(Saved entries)

- - - - -

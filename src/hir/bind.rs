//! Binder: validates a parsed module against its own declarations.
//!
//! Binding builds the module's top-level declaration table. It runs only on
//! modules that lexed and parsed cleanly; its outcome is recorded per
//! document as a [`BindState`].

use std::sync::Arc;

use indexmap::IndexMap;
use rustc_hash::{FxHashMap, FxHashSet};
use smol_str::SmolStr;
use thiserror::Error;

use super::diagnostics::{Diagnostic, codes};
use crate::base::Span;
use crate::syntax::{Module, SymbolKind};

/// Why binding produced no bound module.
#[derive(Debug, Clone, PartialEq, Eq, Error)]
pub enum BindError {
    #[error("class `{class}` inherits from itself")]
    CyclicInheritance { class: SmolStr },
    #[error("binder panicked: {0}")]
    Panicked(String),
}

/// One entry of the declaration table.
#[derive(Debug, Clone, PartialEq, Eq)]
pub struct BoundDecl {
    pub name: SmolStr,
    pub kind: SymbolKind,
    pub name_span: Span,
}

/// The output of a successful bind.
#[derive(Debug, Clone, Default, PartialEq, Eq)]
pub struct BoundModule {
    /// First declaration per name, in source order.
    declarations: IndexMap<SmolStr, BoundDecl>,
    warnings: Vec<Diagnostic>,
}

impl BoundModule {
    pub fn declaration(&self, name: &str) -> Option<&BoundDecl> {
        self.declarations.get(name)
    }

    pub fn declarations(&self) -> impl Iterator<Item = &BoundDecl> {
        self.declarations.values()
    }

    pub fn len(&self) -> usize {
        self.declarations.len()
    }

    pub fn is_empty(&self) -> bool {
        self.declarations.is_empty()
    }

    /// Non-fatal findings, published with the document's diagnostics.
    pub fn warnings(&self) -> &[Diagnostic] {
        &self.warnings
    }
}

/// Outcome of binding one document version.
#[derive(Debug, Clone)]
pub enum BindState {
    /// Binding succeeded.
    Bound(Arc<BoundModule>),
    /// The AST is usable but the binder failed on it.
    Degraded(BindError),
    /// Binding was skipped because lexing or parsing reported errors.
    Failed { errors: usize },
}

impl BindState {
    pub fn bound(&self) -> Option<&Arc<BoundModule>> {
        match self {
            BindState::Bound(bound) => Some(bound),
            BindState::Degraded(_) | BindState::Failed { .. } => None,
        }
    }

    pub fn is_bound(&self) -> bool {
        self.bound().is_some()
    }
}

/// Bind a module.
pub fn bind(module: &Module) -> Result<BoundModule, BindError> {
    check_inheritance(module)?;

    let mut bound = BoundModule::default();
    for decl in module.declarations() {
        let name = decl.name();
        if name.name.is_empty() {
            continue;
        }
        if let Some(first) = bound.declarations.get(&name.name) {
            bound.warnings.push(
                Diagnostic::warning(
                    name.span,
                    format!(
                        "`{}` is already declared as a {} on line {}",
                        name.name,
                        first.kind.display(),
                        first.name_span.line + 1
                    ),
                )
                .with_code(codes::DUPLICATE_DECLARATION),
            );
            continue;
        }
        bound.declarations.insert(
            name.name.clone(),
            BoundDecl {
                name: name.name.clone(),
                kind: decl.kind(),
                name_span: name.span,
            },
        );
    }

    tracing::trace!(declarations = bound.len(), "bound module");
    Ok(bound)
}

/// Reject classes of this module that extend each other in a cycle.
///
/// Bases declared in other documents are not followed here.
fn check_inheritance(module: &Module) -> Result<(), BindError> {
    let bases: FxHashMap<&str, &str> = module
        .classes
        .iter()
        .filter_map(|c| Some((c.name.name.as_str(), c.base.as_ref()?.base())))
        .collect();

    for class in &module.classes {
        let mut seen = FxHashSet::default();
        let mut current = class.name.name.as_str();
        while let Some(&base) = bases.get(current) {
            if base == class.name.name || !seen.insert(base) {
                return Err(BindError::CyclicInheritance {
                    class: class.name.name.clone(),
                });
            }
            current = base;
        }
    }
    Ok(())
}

- - - - -

* **Task goal**:
Which of the lines in the data contain the string "table"? Return each one.

* **Response below**:
//! Binding builds the module's top-level declaration table. It runs only on
/// One entry of the declaration table.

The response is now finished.